Lakeshore Teachers' College
- Type: Teachers' college
- Active: 1959–1975
- Parent institution: Ontario Department of Education
- Affiliation: York University (from 1971)
- Location: Toronto, Ontario, Canada
- Campus: Urban

= Lakeshore Teachers' College =

Teachers' college in Toronto, Ontario

Lakeshore Teachers' College was a teacher training institution in Toronto, Ontario, Canada, established by the Ontario Department of Education in 1959. Located on the former grounds of the Lakeshore Psychiatric Hospital in the New Toronto area of Etobicoke, the college trained elementary school teachers during a period of rapid population growth and expansion of Ontario's public education system. In 1971, the college became affiliated with York University, and its programs were gradually absorbed into university-based teacher education. The institution formally ceased operations under its original name in 1975.

==History==

Lakeshore Teachers' College opened in September 1959 in response to a growing demand for qualified elementary school teachers in Ontario during the postwar baby boom. It was one of several provincial teachers' colleges operated by the Ontario Department of Education during the mid-20th century.

The college occupied a modernist building designed by the Toronto architectural firm Gordon S. Adamson & Associates. Completed in 1957, the structure featured extensive use of steel and glass and contrasted with the nineteenth-century cottage buildings of the neighbouring Lakeshore Psychiatric Hospital.

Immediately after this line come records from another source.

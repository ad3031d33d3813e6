//! Normalization and Rounding
//!
//! Carry propagation and rounding primitives shared by every kernel.
//!
//! ## Overview
//!
//! Kernels accumulate into raw digit buffers whose slots may leave
//! `[0, MP_RADIX)`. The buffers are then normalized (carries and borrows pushed
//! towards index 0) and rounded into an `N`-digit [`Temp`]. Slot `0` of a buffer
//! is the most significant; the caller supplies the radix power of slot `0`.

use crate::arena::{Arena, Temp};
use crate::error::{MpError, MpResult};
use crate::mp_number::{MpDigit, MpNumber, HALF_MP_RADIX, MAX_MP_EXPONENT, MP_RADIX};

/// Carry propagation for slots at most one radix step out of range
///
/// Slots `first+1..=last` end in `[0, MP_RADIX)`; the carry lands in `buf[first]`.
pub fn normalize_fast(buf: &mut [MpDigit], first: usize, last: usize) {
    for k in (first + 1..=last).rev() {
        if buf[k] >= MP_RADIX {
            buf[k] -= MP_RADIX;
            buf[k - 1] += 1;
        } else if buf[k] < 0 {
            buf[k] += MP_RADIX;
            buf[k - 1] -= 1;
        }
    }
}

/// Carry propagation for arbitrarily large excursions
///
/// Slots `first+1..=last` end in `[0, MP_RADIX)`; the carry lands in `buf[first]`.
pub fn normalize(buf: &mut [MpDigit], first: usize, last: usize) {
    for k in (first + 1..=last).rev() {
        let d = buf[k];
        if !(0..MP_RADIX).contains(&d) {
            buf[k - 1] += d.div_euclid(MP_RADIX);
            buf[k] = d.rem_euclid(MP_RADIX);
        }
    }
}

/// Round a normalized digit run into `n` digits without range checking
///
/// Leading zero slots are skipped first, which restores full precision after
/// cancellation. The first discarded digit decides rounding, half away from zero.
/// Returns the rounded value together with its (unchecked) exponent.
pub(crate) fn round_digits<'a>(
    arena: &'a Arena,
    negative: bool,
    exponent: i64,
    buf: &[MpDigit],
    n: usize,
) -> (Temp<'a>, i64) {
    let n = n.max(1);
    let mut result = arena.alloc(n);
    let Some(lead) = buf.iter().position(|&d| d != 0) else {
        return (result, 0);
    };
    let take = (buf.len() - lead).min(n);
    result.digits[..take].copy_from_slice(&buf[lead..lead + take]);
    let mut exponent = exponent - lead as i64;
    if buf.get(lead + n).is_some_and(|&d| d >= HALF_MP_RADIX) {
        let mut k = n;
        loop {
            k -= 1;
            result.digits[k] += 1;
            if result.digits[k] < MP_RADIX {
                break;
            }
            result.digits[k] = 0;
            if k == 0 {
                result.digits[0] = 1;
                exponent += 1;
                break;
            }
        }
    }
    result.negative = negative;
    (result, exponent)
}

/// Round a normalized digit run into an `n`-digit value
///
/// `exponent` is the radix power of `buf[0]`. Results above
/// [`MAX_MP_EXPONENT`] are an error, results below its negation flush to zero.
pub fn round_buffer<'a>(
    arena: &'a Arena,
    negative: bool,
    exponent: i64,
    buf: &[MpDigit],
    n: usize,
) -> MpResult<Temp<'a>> {
    let (result, exponent) = round_digits(arena, negative, exponent, buf, n);
    finish(result, exponent)
}

/// Install `exponent` after a range check
pub(crate) fn finish(mut result: Temp<'_>, exponent: i64) -> MpResult<Temp<'_>> {
    if result.is_zero() {
        result.clear();
        return Ok(result);
    }
    if exponent > MAX_MP_EXPONENT {
        return Err(MpError::ExponentOverflow);
    }
    if exponent < -MAX_MP_EXPONENT {
        result.clear();
        return Ok(result);
    }
    result.exponent = exponent;
    Ok(result)
}

/// Round `x` to `n` digits
pub fn round_copy<'a>(arena: &'a Arena, x: &MpNumber, n: usize) -> MpResult<Temp<'a>> {
    round_buffer(arena, x.negative, x.exponent, &x.digits, n)
}

#[cfg(test)]
mod tests {
    use super::*;

    #[test]
    fn test_normalize_fast_borrow() {
        let mut buf = vec![0, 5, -3, MP_RADIX + 2];
        normalize_fast(&mut buf, 0, 3);
        assert_eq!(buf, vec![0, 4, MP_RADIX - 2, 2]);
    }

    #[test]
    fn test_normalize_large_excursion() {
        let mut buf = vec![0, 0, 3 * MP_RADIX * MP_RADIX + 17];
        normalize(&mut buf, 0, 2);
        assert_eq!(buf, vec![3, 0, 17]);
        let mut neg = vec![1, -1];
        normalize(&mut neg, 0, 1);
        assert_eq!(neg, vec![0, MP_RADIX - 1]);
    }

    #[test]
    fn test_round_half_away() {
        let arena = Arena::new();
        let r = round_buffer(&arena, true, 0, &[0, 4, 9, HALF_MP_RADIX], 2).unwrap();
        assert_eq!(r.exponent(), -1);
        assert_eq!(r.digits(), &[4, 10]);
        assert!(r.is_negative());
        let r = round_buffer(&arena, false, 0, &[4, 9, HALF_MP_RADIX - 1], 2).unwrap();
        assert_eq!(r.digits(), &[4, 9]);
    }

    #[test]
    fn test_round_carry_out() {
        let arena = Arena::new();
        let r = round_buffer(&arena, false, 2, &[MP_RADIX - 1, MP_RADIX - 1, HALF_MP_RADIX], 2)
            .unwrap();
        assert_eq!(r.exponent(), 3);
        assert_eq!(r.digits(), &[1, 0]);
    }

    #[test]
    fn test_round_range() {
        let arena = Arena::new();
        assert_eq!(
            round_buffer(&arena, false, MAX_MP_EXPONENT + 1, &[1], 1).unwrap_err(),
            MpError::ExponentOverflow
        );
        let tiny = round_buffer(&arena, true, -MAX_MP_EXPONENT - 1, &[1], 1).unwrap();
        assert!(tiny.is_zero());
        assert!(!tiny.is_negative());
        let zero = round_buffer(&arena, true, 5, &[0, 0], 3).unwrap();
        assert!(zero.is_normalized());
        assert_eq!(zero.precision(), 3);
    }
}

Prior to reforms in Ontario teacher education, students could enroll in teachers' colleges directly after secondary school matriculation. Lakeshore Teachers' College trained prospective elementary school teachers through a one-year professional program combining academic coursework and teaching practice.

In 1971, Ontario transferred responsibility for teacher education from standalone teachers' colleges to universities. Lakeshore Teachers' College subsequently became affiliated with York University, and many faculty members joined York's Faculty of Education. Although the Lakeshore name continued in use for several years, the institution was officially closed in 1975, with students relocated to York University.

==Campus==

The campus was located at the foot of Kipling Avenue near Lake Ontario in the New Toronto neighbourhood of Etobicoke, now part of Toronto. The site formed part of the former Lakeshore Psychiatric Hospital grounds.

After the closure of the college, the building became part of Humber College's Lakeshore Campus. The former teachers' college structure became known as "A Building" and remained in academic use for decades.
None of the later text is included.